Foreword

Brian Price

The Airbus A380 is the flagship airliner of the European EADs group, and the world’s largest commercial passenger airplane. It entered service in October 2007, two years late and $6 billion over its original $12 billion budget. In large part, the delays and cost overruns were caused by a failure of project management in coordinating engineering activities across 16 sites in four different countries. Unfortunately, this is an all-too-common story of major project performance.

A report by the Standish group estimates that 43% of projects fail, with 71% going significantly over budget or late. The cost to the U.S. economy alone is estimated at $55 billion each year. Is it therefore any surprise that in survey after survey of what employers are looking for in graduates, project management skills tops the list, with an ability to work effectively in teams? In a Forbes article describing the “The 10 Skills Employers Most Want in 2015 Graduates,” eight of the ten most desired skills are related to project management. The author states, “Employers also want new hires to have technical knowledge related to the job, but that’s not nearly as important as good teamwork, decision-making and communication skills, and the ability to plan and prioritize work.”[1]

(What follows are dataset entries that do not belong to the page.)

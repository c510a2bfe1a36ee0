//! High-level entry crate for the `blurcalib-rs` toolbox.
//!
//! Estimates the blur proportionality coefficient κ of a multifocus
//! plenoptic camera. κ converts the geometric relative defocus radius
//! ρᵣ between two captures of one scene feature into the standard
//! deviation of the Gaussian blur relating their image patches, so a
//! host application can predict relative blur from geometry alone.
//!
//! ```no_run
//! use blurcalib::prelude::*;
//! use std::collections::BTreeMap;
//!
//! # fn main() -> anyhow::Result<()> {
//! let observations: Vec<PointObservation> = /* external feature detection */
//! # vec![];
//! let frames: BTreeMap<i32, GrayImage> = /* external loading + devignetting */
//! # BTreeMap::new();
//!
//! let report = calibrate_relative_blur(
//!     &observations,
//!     &frames,
//!     &HexLensLayout::default(),
//!     &RelativeBlurConfig::default(),
//! )?;
//! println!("kappa = {:.6}", report.coefficient.kappa);
//! # Ok(())
//! # }
//! ```
//!
//! ## Module Organization
//!
//! - **[`core`]**: observations, frame images, patches, lens types
//! - **[`optim`]**: cost factors, pairing, the κ problem and solver backend
//! - **[`pipeline`]**: all-in-one calibration entry points and CSV export
//! - **[`prelude`]**: convenient re-exports

/// Observations, frame images, patches and lens classification.
pub mod core {
    pub use blurcalib_core::*;
}

/// Cost factors, pairing, the κ problem and the diagnostic sweep.
pub mod optim {
    pub use blurcalib_optim::*;
}

/// All-in-one calibration entry points and the cost-curve export.
pub mod pipeline {
    pub use blurcalib_pipeline::*;
}

/// Convenient re-exports for common use cases.
pub mod prelude {
    pub use crate::core::{
        GrayImage, HexLensLayout, LensType, LensTypeModel, ObservationIndex, Patch, PatchSize,
        PointObservation,
    };
    pub use crate::optim::{
        build_factors, optimize_kappa, sweep_cost_curve, CostSample, RelativeBlurFactor,
        RelativeBlurProblem, SolveOptions, SolveReport, SweepRange, Termination, KAPPA_INIT,
    };
    pub use crate::pipeline::{
        calibrate_and_export, calibrate_relative_blur, cost_curve_filename, export_cost_curve,
        BlurCoefficient, RelativeBlurConfig, RelativeBlurReport,
    };
}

It has been my pleasure and honor to have been taught by and to have worked with Jeff Russell, Wayne Pferdehirt, and John Nelson through the Engineering Professional Development faculty of the University of Wisconsin- Madison. Their deep knowledge of project management theory is tempered with the pragmatic expertise that they bring to the subject through their own professional engineering practice. You could not wish for better guides on the journey to improving your project management skills through study and practice.

It sometimes feels as though the world is awash with books on project management, all with similar things to say on the skills required and the techniques to use. The demand is there, but it would appear that the current provision of project management texts is wanting. It is therefore a welcome development that Jeff, Wayne, and John have written a guide that provides a philosophy for project management, as much as an academic text on the methods, techniques, and skills required to be a successful project manager.

By recognizing the dynamic nature of projects and applying the living order approach, this publication gives both the novice and expert project manager a fresh perspective on dealing with the complex challenges that emerge over the life of a project. This philosophy will help you plan effective projects, and will serve as a pilot through the choppy seas of real-world projects. Combining a thorough review of the latest methods in project planning and execution, the authors have created a complete guide to the skills required to be successful in your engineering projects.

Read this book. Study its contents. Practice its methods. You will not only be a more capable project manager, but a wiser one as well.